O relator fez questão de ressaltar o confronto entre o direito individual autoral versus o direito coletivo, consignado no valor histórico do material. E, embora pessoalmente considere que “em nome da cultura e da pesquisa histórica, tão relevante ao país, seria oportuno que se mudasse o artigo 36 [da lei de direito autoral]”, S. Exa. concluiu que a norma “reafirma que o escritor nessas obras periódicas recobre esses direitos autorais”. A propósito, vejamos o que diz o referido dispositivo:
"Art. 36. O direito de utilização econômica dos escritos publicados pela imprensa, diária ou periódica, com exceção dos assinados ou que apresentem sinal de reserva, pertence ao editor, salvo convenção em contrário.Parágrafo único. A autorização para utilização econômica de artigos assinados, para publicação em diários e periódicos, não produz efeito além do prazo da periodicidade acrescido de vinte dias, a contar de sua publicação, findo o qual recobra o autor o seu direito."
Autorização específica
Citando cláusulas do contrato, Noronha destacou que havia autorização para publicação do material uma única vez na edição da revista Veja.
“A autorização específica do autor da obra era apenas para o momento da edição da revista para a qual a criação foi feita. Ao publicar a obra na internet, houve evidente extrapolação do que contratado entre as partes, violando os direitos autorais.”

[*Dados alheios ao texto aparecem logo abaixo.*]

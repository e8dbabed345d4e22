//! Error extension utilities
//!
//! Context helpers that turn foreign errors into domain errors.

use kvstate_domain::error::{Error, Result};
use std::fmt;

/// Extension trait for adding context to errors
///
/// # Example
///
/// ```ignore
/// use kvstate_infrastructure::error_ext::ErrorContext;
///
/// let raw = std::fs::read_to_string(&path)
///     .config_context(format!("Failed to read config file: {}", path.display()))?;
///
/// let conn = client
///     .get_multiplexed_async_connection()
///     .await
///     .backend_context("connect", persistence_id)?;
/// ```
pub trait ErrorContext<T> {
    /// Add context, converting the error to [`Error::Internal`]
    fn context<C>(self, context: C) -> Result<T>
    where
        C: fmt::Display + Send + Sync + 'static;

    /// Add context with lazy evaluation
    fn with_context<C, F>(self, f: F) -> Result<T>
    where
        C: fmt::Display + Send + Sync + 'static,
        F: FnOnce() -> C;

    /// Add context for configuration operations
    fn config_context<C>(self, context: C) -> Result<T>
    where
        C: fmt::Display + Send + Sync + 'static;

    /// Add context for backend operations on one identifier
    fn backend_context(self, operation: &str, persistence_id: &str) -> Result<T>;
}

impl<T, E> ErrorContext<T> for std::result::Result<T, E>
where
    E: std::error::Error + Send + Sync + 'static,
{
    fn context<C>(self, context: C) -> Result<T>
    where
        C: fmt::Display + Send + Sync + 'static,
    {
        self.map_err(|err| Error::internal(format!("{context}: {err}")))
    }

    fn with_context<C, F>(self, f: F) -> Result<T>
    where
        C: fmt::Display + Send + Sync + 'static,
        F: FnOnce() -> C,
    {
        self.map_err(|err| Error::internal(format!("{}: {err}", f())))
    }

    fn config_context<C>(self, context: C) -> Result<T>
    where
        C: fmt::Display + Send + Sync + 'static,
    {
        self.map_err(|err| Error::configuration_with_source(format!("{context}: {err}"), err))
    }

    fn backend_context(self, operation: &str, persistence_id: &str) -> Result<T> {
        self.map_err(|err| Error::backend_with_source(operation, persistence_id, err))
    }
}
//! Record codec
//!
//! Converts snapshots to storage records and back.

use super::registry::TypeRegistry;
use kvstate_domain::error::Result;
use kvstate_domain::value_objects::{Record, Snapshot};
use std::sync::Arc;

/// Snapshot ⇄ record converter
#[derive(Debug, Clone)]
pub struct RecordCodec {
    registry: Arc<TypeRegistry>,
}

impl RecordCodec {
    /// Create a codec resolving payload types through `registry`
    pub fn new(registry: Arc<TypeRegistry>) -> Self {
        Self { registry }
    }

    /// Registry used for decoding
    pub fn registry(&self) -> &TypeRegistry {
        &self.registry
    }

    /// Serialize a snapshot into a record
    ///
    /// Codec errors carry the snapshot identifier.
    ///
    /// Fails with `InvalidArgument` for an empty identifier and with
    /// `Serialization` when the state cannot be encoded; no partial record
    /// is ever produced.
    pub fn encode(&self, snapshot: &Snapshot) -> Result<Record> {
        snapshot.validate()?;
        let payload = snapshot
            .state
            .encode()
            .map_err(|e| e.with_persistence_id(&snapshot.persistence_id))?;

        Ok(Record {
            persistence_id: snapshot.persistence_id.clone(),
            version: snapshot.version,
            payload,
            type_tag: snapshot.state.type_tag().to_string(),
            timestamp: snapshot.timestamp,
            shard: snapshot.shard,
        })
    }

    /// Rebuild a snapshot from a record
    pub fn decode(&self, record: &Record) -> Result<Snapshot> {
        let state = self
            .registry
            .decode(&record.type_tag, &record.payload)
            .map_err(|e| e.with_persistence_id(&record.persistence_id))?;

        Ok(Snapshot {
            persistence_id: record.persistence_id.clone(),
            state,
            version: record.version,
            timestamp: record.timestamp,
            shard: record.shard,
        })
    }
}
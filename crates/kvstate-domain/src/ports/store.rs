//! Durable State Store Port
//!
//! The contract the host runtime programs against.

use crate::error::Result;
use crate::value_objects::Snapshot;
use async_trait::async_trait;

/// Durable state store interface
///
/// # Example
///
/// ```ignore
/// store.connect().await?;
/// store.write_state(Snapshot::new("account_1", account).with_version(3)).await?;
///
/// if let Some(snapshot) = store.get_latest_state("account_1").await? {
///     let account: Account = snapshot.state.unpack()?;
/// }
///
/// store.shutdown().await?;
/// ```
#[async_trait]
pub trait DurableStateStore: Send + Sync {
    /// Prepare the store for use
    async fn connect(&self) -> Result<()>;

    /// Release the store's connection resources
    async fn disconnect(&self) -> Result<()>;

    /// Verify the store is reachable
    async fn ping(&self) -> Result<()>;

    /// Persist the latest state for `snapshot.persistence_id`
    async fn write_state(&self, snapshot: Snapshot) -> Result<()>;

    /// Fetch the latest state, `None` when nothing was ever written
    async fn get_latest_state(&self, persistence_id: &str) -> Result<Option<Snapshot>>;

    /// Flush pending writes and stop accepting new ones
    async fn shutdown(&self) -> Result<()>;
}
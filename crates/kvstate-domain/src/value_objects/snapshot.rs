//! Durable State Snapshots
//!
//! The domain object the host runtime checkpoints: the latest materialized
//! state of one entity together with its version and event time.

use super::state::{StateMessage, StateValue};
use crate::error::{Error, Result};

/// Value Object: Durable State Snapshot
///
/// ## Business Rules
///
/// - `persistence_id` is never empty and is the sole key of the stored record
/// - `version` and `timestamp` are supplied by the caller; the store does not
///   enforce monotonicity unless a validator is configured
/// - `shard` is an informational partitioning hint, never used for routing
#[derive(Debug, Clone, PartialEq)]
pub struct Snapshot {
    /// Unique identifier of the entity
    pub persistence_id: String,
    /// Typed state payload
    pub state: StateValue,
    /// Snapshot version
    pub version: u64,
    /// Event time in nanoseconds since the Unix epoch
    pub timestamp: i64,
    /// Partitioning hint
    pub shard: u64,
}

impl Snapshot {
    /// Create a snapshot at version 0 stamped with the current time
    pub fn new<S: Into<String>, T: StateMessage>(persistence_id: S, state: T) -> Self {
        Self::from_value(persistence_id, StateValue::pack(state))
    }

    /// Create a snapshot from an already packed state value
    pub fn from_value<S: Into<String>>(persistence_id: S, state: StateValue) -> Self {
        Self {
            persistence_id: persistence_id.into(),
            state,
            version: 0,
            timestamp: now_nanos(),
            shard: 0,
        }
    }

    /// Set the version
    pub fn with_version(mut self, version: u64) -> Self {
        self.version = version;
        self
    }

    /// Set the event timestamp (nanoseconds since epoch)
    pub fn with_timestamp(mut self, timestamp: i64) -> Self {
        self.timestamp = timestamp;
        self
    }

    /// Set the shard hint
    pub fn with_shard(mut self, shard: u64) -> Self {
        self.shard = shard;
        self
    }

    /// Reject snapshots that can never be stored
    pub fn validate(&self) -> Result<()> {
        if self.persistence_id.trim().is_empty() {
            return Err(Error::invalid_argument("persistence_id cannot be empty"));
        }
        Ok(())
    }
}

/// Current wall-clock time in nanoseconds since the Unix epoch
///
/// Saturates at `i64::MAX` past the year 2262.
pub fn now_nanos() -> i64 {
    chrono::Utc::now()
        .timestamp_nanos_opt()
        .unwrap_or(i64::MAX)
}
//! Record Gateway Implementations

pub mod table;

pub use table::{TableGateway, item_to_record, record_to_item};
use std::collections::{BTreeMap, BTreeSet};
use std::fmt;

/// Where the policy lives. Built from provisioning outputs, passed into every call.
#[derive(Clone, Debug, Default, PartialEq, Eq)]
pub struct Target {
    pub project: String,
    pub policy: String,
    /// Regional policies (network edge, regional backends) carry a region.
    pub region: Option<String>,
}

impl Target {
    /// Resource label used in logs and errors.
    pub fn resource(&self) -> String {
        match &self.region {
            Some(region) => format!(
                "projects/{}/regions/{}/securityPolicies/{}",
                self.project, region, self.policy
            ),
            None => format!(
                "projects/{}/global/securityPolicies/{}",
                self.project, self.policy
            ),
        }
    }

    pub fn rule_resource(&self, priority: u32) -> String {
        format!("{}/rules/{}", self.resource(), priority)
    }
}

#[derive(Clone, Copy, Debug, PartialEq, Eq)]
pub enum PolicyType {
    CloudArmor,
    CloudArmorEdge,
    CloudArmorNetwork,
}

impl PolicyType {
    pub fn as_str(self) -> &'static str {
        match self {
            PolicyType::CloudArmor => "CLOUD_ARMOR",
            PolicyType::CloudArmorEdge => "CLOUD_ARMOR_EDGE",
            PolicyType::CloudArmorNetwork => "CLOUD_ARMOR_NETWORK",
        }
    }

    pub fn parse(v: &str) -> Option<Self> {
        match v {
            "CLOUD_ARMOR" => Some(PolicyType::CloudArmor),
            "CLOUD_ARMOR_EDGE" => Some(PolicyType::CloudArmorEdge),
            "CLOUD_ARMOR_NETWORK" => Some(PolicyType::CloudArmorNetwork),
            _ => None,
        }
    }
}

/// Expected value of an adaptive-protection option.
#[derive(Clone, Debug, PartialEq, Eq)]
pub enum OptionValue {
    Flag(bool),
    Text(String),
}

#[derive(Clone, Debug, Default, PartialEq, Eq)]
pub struct AdvancedOptions {
    pub json_parsing: Option<String>,
    pub log_level: Option<String>,
}

/// Expected state of the security policy itself. `None` fields are not checked.
#[derive(Clone, Debug, Default, PartialEq, Eq)]
pub struct PolicySpec {
    pub name: String,
    pub description: Option<String>,
    pub policy_type: Option<PolicyType>,
    /// Keys are paths below `adaptiveProtectionConfig`, e.g.
    /// `layer7DdosDefenseConfig.enable`.
    pub adaptive_protection: BTreeMap<String, OptionValue>,
    pub advanced_options: AdvancedOptions,
}

#[derive(Clone, Copy, Debug, PartialEq, Eq)]
pub enum RuleAction {
    Allow,
    Deny(u16),
    Redirect,
    Throttle,
    RateBasedBan,
}

impl RuleAction {
    /// Parse the wire form returned by describe calls: `allow`, `deny(502)`, ...
    pub fn parse(v: &str) -> Option<Self> {
        match v {
            "allow" => Some(RuleAction::Allow),
            "redirect" => Some(RuleAction::Redirect),
            "throttle" => Some(RuleAction::Throttle),
            "rate_based_ban" => Some(RuleAction::RateBasedBan),
            other => {
                let status = other.strip_prefix("deny(")?.strip_suffix(')')?;
                status.parse::<u16>().ok().map(RuleAction::Deny)
            }
        }
    }
}

impl fmt::Display for RuleAction {
    fn fmt(&self, f: &mut fmt::Formatter<'_>) -> fmt::Result {
        match self {
            RuleAction::Allow => f.write_str("allow"),
            RuleAction::Deny(status) => write!(f, "deny({status})"),
            RuleAction::Redirect => f.write_str("redirect"),
            RuleAction::Throttle => f.write_str("throttle"),
            RuleAction::RateBasedBan => f.write_str("rate_based_ban"),
        }
    }
}

/// Match criteria of a rule: a versioned IP-list match or a free-form expression.
#[derive(Clone, Debug, PartialEq, Eq)]
pub enum MatchSpec {
    VersionedExpr {
        /// `SRC_IPS_V1`; `None` checks only the IP list.
        versioned_expr: Option<String>,
        src_ip_ranges: Vec<String>,
    },
    /// Compared verbatim, trailing newline included.
    Expr { expression: String },
}

#[derive(Clone, Debug, Default, PartialEq, Eq)]
pub struct ThresholdSpec {
    pub count: Option<String>,
    pub interval_sec: Option<String>,
}

#[derive(Clone, Debug, Default, PartialEq, Eq)]
pub struct RateLimitSpec {
    pub conform_action: Option<String>,
    pub exceed_action: Option<String>,
    /// `Some("")` expects the key to be unset.
    pub enforce_on_key: Option<String>,
    pub rate_limit_threshold: Option<ThresholdSpec>,
    pub ban_duration_sec: Option<String>,
    pub ban_threshold: Option<ThresholdSpec>,
}

#[derive(Clone, Debug, Default, PartialEq, Eq)]
pub struct RedirectSpec {
    pub redirect_type: Option<String>,
    pub target: Option<String>,
}

#[derive(Clone, Debug, PartialEq, Eq)]
pub struct RuleSpec {
    pub priority: u32,
    pub action: RuleAction,
    pub description: Option<String>,
    pub matcher: Option<MatchSpec>,
    pub preview: bool,
    pub rate_limit: Option<RateLimitSpec>,
    pub redirect: Option<RedirectSpec>,
}

#[derive(Clone, Debug, PartialEq, Eq, thiserror::Error)]
pub enum SuiteError {
    #[error("duplicate rule priority {0}")]
    DuplicatePriority(u32),
}

/// A policy plus its rules, ordered by ascending priority.
#[derive(Clone, Debug, PartialEq, Eq)]
pub struct Suite {
    pub target: Target,
    pub policy: PolicySpec,
    rules: Vec<RuleSpec>,
}

impl Suite {
    pub fn new(
        target: Target,
        policy: PolicySpec,
        mut rules: Vec<RuleSpec>,
    ) -> Result<Self, SuiteError> {
        let mut seen = BTreeSet::new();
        for rule in &rules {
            if !seen.insert(rule.priority) {
                return Err(SuiteError::DuplicatePriority(rule.priority));
            }
        }
        rules.sort_by_key(|r| r.priority);
        Ok(Self {
            target,
            policy,
            rules,
        })
    }

    pub fn rules(&self) -> &[RuleSpec] {
        &self.rules
    }
}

Os ministros Sanseverino, Cueva e Moura Ribeiro seguiram integralmente o voto do relator. Destacam:
Sanseverino - “O caso é realmente difícil. Trata-se de participação individualizada, teve contrato específico a respeito dessas questões, e essas cláusulas contratuais são objeto de interpretação restritiva da lei de direito autoral, e especialmente a regra do art. 36 da lei, é expressa em relação às obras publicadas pela imprensa diária ou periódica.”Cueva – “Até a grafia de seu nome [Millôr], a cada edição da revista Veja, mudava. Ele desenhava o próprio nome a cada edição, de maneira muito peculiar. Era um autor originalíssimo. Talvez convenha um dia mudar o artigo 36, certamente se fará esse debate. Lembro do projeto do Google de fazer uma biblioteca universal: chegou a digitalizar milhares de obras, o que seria um sonho, mas claro viola o direito autoral, tanto que foi engavetado. Não se encontrou ainda uma solução.”Moura Ribeiro – “Se a obra é coletiva, qual seria a razão para o contrato? O contrato foi feito excepcionando a regra da coletividade. Não é possível sustentar a tese quando a própria editora excepcionou esta ideia da obra coletiva.”
Mera fotografia
Divergindo da corrente majoritária formada, o ministro Marco Bellizze chegou a conclusão diversa ao interpretar o art. 36 da lei de direito autoral. S. Exa. afirmou que, em sua opinião, nem seria preciso alterar-se o dispositivo para acobertar o entendimento de que se trata de obra coletiva a revista Veja.
“O campo de aplicação do artigo 36 deve ser reservado para reprodução de escritos de forma individualizada. O que a Veja não poderia era fazer uma coletânea de artigos de determinado autor, uma publicação especial, por exemplo. Isso sim seria violação. Agora, digitalização, com os mesmos anunciantes, formatação da revista igual, com anunciantes que sequer existem... O art. 36 veda por exemplo pegar artigo antigo e publicar em obra coletiva e lançar em obra atual da Veja. Do contrário, jogaríamos por terra toda sistemática da lei, ao concluir que tendo artigo assinado não se trata de obra coletiva. O que temos é a mera fotografia e reprodução digital. Não vejo violação, nem aos termos da lei nem aos termos do contrato, com a digitalização.”
Assim, por maioria, foi negado provimento ao recurso da Editora Abril.